*** Opening of Task data ***

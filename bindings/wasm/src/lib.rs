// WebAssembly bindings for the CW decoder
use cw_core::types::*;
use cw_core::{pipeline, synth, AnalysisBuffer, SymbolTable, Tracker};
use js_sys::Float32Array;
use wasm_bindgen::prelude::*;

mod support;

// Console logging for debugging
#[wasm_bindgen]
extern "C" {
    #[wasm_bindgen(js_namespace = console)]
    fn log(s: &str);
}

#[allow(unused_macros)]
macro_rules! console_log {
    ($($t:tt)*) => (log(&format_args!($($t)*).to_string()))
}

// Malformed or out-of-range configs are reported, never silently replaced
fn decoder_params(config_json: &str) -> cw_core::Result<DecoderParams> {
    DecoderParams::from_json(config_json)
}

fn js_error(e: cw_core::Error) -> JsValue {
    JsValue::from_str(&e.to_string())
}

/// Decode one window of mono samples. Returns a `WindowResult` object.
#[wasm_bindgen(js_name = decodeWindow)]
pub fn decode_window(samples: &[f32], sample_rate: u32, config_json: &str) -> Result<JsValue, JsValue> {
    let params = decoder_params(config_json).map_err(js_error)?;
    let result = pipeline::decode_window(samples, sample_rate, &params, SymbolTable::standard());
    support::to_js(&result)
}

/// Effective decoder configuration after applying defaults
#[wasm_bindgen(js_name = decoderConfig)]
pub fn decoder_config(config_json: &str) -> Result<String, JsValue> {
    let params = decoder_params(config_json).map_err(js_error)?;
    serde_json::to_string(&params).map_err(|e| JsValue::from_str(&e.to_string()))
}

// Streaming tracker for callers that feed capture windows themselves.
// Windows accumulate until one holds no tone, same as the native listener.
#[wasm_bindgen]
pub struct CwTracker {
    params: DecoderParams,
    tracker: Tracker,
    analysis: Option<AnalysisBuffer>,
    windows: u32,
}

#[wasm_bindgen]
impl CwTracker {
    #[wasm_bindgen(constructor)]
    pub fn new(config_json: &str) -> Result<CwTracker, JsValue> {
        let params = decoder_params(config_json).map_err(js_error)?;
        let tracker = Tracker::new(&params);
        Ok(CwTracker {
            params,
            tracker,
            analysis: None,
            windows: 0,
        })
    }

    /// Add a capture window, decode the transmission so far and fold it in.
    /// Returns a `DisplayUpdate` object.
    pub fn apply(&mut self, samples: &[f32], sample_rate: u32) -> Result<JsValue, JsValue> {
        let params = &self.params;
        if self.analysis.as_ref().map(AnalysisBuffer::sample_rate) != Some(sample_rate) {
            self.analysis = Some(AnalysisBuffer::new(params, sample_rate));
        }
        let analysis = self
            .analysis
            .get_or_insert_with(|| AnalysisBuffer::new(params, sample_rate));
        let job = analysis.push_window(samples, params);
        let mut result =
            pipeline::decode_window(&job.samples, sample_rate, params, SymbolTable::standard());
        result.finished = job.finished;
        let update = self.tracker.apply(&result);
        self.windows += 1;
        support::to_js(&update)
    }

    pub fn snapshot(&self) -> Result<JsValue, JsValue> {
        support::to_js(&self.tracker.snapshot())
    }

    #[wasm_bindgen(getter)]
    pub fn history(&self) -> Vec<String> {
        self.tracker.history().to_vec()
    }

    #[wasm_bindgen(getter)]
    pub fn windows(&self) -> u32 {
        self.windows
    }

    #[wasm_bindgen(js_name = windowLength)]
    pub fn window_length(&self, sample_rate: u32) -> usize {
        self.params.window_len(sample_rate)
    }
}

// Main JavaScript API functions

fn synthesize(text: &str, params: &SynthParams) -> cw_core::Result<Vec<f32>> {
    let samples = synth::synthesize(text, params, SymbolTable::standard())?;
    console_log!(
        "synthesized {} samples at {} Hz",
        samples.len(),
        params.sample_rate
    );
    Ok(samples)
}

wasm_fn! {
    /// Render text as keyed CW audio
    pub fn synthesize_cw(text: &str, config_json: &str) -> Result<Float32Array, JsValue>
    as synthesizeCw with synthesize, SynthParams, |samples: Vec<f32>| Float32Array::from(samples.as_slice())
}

*** Close of Task data ***

**About this task**
Look over the entries above and count the lines where the word "Some" appears, then report only that count.

**Expected answer**
2